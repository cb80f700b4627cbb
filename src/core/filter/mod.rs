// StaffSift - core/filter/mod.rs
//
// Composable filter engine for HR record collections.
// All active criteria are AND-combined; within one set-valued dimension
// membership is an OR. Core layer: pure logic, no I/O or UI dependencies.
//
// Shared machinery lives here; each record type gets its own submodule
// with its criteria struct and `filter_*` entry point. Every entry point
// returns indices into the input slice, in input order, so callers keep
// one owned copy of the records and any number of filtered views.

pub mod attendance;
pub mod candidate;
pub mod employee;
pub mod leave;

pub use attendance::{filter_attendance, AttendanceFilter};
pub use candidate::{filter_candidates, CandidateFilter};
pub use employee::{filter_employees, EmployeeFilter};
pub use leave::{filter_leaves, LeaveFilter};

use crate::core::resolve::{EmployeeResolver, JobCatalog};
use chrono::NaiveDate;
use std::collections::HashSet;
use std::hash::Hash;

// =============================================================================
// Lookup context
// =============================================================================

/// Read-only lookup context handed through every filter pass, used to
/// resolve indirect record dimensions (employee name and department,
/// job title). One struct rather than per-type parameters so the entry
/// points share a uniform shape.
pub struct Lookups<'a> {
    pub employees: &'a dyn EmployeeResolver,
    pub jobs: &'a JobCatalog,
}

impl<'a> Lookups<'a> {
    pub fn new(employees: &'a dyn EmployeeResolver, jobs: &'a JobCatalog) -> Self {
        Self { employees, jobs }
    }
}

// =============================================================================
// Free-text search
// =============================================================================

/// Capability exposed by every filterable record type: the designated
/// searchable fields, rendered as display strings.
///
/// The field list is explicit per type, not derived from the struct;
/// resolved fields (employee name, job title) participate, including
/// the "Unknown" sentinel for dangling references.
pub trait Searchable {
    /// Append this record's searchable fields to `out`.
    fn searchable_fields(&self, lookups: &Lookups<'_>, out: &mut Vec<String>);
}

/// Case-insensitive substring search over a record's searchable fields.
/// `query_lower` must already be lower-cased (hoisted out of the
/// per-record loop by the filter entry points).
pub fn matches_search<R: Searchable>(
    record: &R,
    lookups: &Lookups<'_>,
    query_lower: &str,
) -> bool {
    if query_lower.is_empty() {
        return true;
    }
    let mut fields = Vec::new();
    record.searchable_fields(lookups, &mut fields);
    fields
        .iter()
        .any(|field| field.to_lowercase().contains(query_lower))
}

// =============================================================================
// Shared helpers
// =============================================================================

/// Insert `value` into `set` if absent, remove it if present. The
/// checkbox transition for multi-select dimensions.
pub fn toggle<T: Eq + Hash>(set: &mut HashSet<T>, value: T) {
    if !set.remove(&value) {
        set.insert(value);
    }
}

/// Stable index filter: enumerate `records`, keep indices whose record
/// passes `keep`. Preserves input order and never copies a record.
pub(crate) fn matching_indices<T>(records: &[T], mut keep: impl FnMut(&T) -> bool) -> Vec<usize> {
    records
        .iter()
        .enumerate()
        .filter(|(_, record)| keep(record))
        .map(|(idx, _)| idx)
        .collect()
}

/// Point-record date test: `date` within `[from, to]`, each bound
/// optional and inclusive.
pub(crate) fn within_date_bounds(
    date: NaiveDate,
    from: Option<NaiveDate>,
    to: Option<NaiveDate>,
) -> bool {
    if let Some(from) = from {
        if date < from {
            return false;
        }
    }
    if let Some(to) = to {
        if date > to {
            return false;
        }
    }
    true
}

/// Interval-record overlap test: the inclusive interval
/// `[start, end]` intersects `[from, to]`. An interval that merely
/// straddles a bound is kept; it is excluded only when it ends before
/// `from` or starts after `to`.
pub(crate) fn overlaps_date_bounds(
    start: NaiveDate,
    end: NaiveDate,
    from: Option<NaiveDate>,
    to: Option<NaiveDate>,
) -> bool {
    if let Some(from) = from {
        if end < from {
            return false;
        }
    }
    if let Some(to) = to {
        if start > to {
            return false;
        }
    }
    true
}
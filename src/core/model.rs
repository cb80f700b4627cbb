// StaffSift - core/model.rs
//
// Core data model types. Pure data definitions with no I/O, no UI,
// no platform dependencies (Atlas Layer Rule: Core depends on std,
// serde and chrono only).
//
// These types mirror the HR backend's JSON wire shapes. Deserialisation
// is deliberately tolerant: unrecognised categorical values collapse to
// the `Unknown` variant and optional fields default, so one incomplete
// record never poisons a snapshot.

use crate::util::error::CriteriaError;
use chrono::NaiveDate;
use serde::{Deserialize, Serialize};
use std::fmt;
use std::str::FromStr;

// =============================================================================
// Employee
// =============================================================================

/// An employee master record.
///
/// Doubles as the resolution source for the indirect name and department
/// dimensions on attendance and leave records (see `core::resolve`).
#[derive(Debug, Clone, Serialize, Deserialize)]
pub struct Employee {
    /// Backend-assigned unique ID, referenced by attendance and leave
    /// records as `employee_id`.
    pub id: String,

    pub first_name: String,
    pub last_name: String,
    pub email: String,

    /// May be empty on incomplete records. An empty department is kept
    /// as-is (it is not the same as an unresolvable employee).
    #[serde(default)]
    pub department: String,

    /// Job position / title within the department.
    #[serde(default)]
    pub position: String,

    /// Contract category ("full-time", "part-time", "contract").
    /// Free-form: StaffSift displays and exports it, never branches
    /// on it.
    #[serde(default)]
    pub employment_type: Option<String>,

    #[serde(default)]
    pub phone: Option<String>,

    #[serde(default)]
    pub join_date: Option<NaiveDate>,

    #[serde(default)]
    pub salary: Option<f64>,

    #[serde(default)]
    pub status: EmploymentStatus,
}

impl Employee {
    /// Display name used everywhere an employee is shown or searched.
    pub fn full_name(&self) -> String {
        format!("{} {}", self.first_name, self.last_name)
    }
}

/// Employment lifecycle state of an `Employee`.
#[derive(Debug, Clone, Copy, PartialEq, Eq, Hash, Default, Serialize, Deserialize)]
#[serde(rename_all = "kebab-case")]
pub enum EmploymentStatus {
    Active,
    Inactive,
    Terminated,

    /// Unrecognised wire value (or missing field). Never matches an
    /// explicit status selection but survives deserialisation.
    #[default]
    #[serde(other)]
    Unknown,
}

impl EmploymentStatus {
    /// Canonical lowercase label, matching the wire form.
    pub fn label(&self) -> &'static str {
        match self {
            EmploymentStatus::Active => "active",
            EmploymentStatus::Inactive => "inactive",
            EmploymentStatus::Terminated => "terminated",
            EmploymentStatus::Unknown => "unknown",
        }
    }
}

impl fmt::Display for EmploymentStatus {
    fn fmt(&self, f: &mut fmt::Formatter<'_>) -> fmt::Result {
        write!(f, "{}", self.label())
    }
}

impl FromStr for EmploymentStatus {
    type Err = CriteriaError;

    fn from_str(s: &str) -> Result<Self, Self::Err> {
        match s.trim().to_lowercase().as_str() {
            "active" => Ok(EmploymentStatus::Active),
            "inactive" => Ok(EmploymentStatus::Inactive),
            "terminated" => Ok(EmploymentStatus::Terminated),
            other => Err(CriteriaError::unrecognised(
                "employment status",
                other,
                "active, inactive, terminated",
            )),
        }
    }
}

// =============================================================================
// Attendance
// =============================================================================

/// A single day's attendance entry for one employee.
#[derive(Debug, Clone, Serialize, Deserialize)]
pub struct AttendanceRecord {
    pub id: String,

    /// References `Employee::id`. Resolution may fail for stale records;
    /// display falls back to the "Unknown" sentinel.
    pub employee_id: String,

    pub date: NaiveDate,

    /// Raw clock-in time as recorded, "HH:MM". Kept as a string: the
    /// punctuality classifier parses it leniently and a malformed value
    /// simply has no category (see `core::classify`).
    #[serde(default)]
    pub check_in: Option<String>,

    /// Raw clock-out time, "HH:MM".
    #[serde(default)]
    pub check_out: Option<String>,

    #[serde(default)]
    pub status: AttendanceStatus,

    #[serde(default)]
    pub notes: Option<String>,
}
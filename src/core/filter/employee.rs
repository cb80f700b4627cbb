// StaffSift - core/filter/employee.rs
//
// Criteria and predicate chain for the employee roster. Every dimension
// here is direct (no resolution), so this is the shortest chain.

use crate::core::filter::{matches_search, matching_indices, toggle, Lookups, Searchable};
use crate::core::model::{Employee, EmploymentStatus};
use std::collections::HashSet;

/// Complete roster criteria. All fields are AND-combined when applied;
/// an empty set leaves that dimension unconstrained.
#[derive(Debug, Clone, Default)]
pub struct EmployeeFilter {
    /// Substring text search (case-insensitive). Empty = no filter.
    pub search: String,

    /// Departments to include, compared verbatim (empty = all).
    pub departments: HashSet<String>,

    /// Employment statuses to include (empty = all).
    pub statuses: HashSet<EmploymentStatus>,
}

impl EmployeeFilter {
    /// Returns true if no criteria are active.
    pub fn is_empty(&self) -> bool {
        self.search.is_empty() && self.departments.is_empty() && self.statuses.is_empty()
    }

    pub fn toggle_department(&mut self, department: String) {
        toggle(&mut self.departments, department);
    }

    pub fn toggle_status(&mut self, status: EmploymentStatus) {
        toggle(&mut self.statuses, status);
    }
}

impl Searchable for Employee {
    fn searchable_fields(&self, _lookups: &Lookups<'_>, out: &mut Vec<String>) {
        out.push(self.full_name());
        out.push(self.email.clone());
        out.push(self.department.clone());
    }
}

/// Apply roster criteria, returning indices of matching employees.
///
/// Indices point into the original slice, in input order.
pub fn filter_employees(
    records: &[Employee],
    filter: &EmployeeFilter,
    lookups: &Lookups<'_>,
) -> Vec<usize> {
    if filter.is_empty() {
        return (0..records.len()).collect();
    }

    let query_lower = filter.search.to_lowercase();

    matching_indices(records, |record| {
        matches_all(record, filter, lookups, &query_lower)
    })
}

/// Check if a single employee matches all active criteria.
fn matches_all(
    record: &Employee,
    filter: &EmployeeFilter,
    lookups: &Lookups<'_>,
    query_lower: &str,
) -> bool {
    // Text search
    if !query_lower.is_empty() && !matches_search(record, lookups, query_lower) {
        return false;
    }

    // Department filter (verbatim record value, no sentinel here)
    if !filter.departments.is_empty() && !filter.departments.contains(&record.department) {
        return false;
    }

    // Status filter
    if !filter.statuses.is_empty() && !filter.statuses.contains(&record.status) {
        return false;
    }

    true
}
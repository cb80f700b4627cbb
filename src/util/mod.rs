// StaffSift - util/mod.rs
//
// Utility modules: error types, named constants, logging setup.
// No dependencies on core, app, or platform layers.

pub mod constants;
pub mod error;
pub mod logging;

--

* AIM OF THE TASK *
Only the lines from the beginning of the listing through the line containing "pub trait Searchable" are wanted, each restated word for word.

* RESULT FOR THIS EXERCISE *
repository cb80f700b4627cbb
filename src/core/filter/mod.rs
// StaffSift - core/filter/mod.rs
//
// Composable filter engine for HR record collections.
// All active criteria are AND-combined; within one set-valued dimension
// membership is an OR. Core layer: pure logic, no I/O or UI dependencies.
//
// Shared machinery lives here; each record type gets its own submodule
// with its criteria struct and `filter_*` entry point. Every entry point
// returns indices into the input slice, in input order, so callers keep
// one owned copy of the records and any number of filtered views.

pub mod attendance;
pub mod candidate;
pub mod employee;
pub mod leave;

pub use attendance::{filter_attendance, AttendanceFilter};
pub use candidate::{filter_candidates, CandidateFilter};
pub use employee::{filter_employees, EmployeeFilter};
pub use leave::{filter_leaves, LeaveFilter};

use crate::core::resolve::{EmployeeResolver, JobCatalog};
use chrono::NaiveDate;
use std::collections::HashSet;
use std::hash::Hash;

// =============================================================================
// Lookup context
// =============================================================================

/// Read-only lookup context handed through every filter pass, used to
/// resolve indirect record dimensions (employee name and department,
/// job title). One struct rather than per-type parameters so the entry
/// points share a uniform shape.
pub struct Lookups<'a> {
    pub employees: &'a dyn EmployeeResolver,
    pub jobs: &'a JobCatalog,
}

impl<'a> Lookups<'a> {
    pub fn new(employees: &'a dyn EmployeeResolver, jobs: &'a JobCatalog) -> Self {
        Self { employees, jobs }
    }
}

// =============================================================================
// Free-text search
// =============================================================================

/// Capability exposed by every filterable record type: the designated
/// searchable fields, rendered as display strings.
///
/// The field list is explicit per type, not derived from the struct;
/// resolved fields (employee name, job title) participate, including
/// the "Unknown" sentinel for dangling references.
pub trait Searchable {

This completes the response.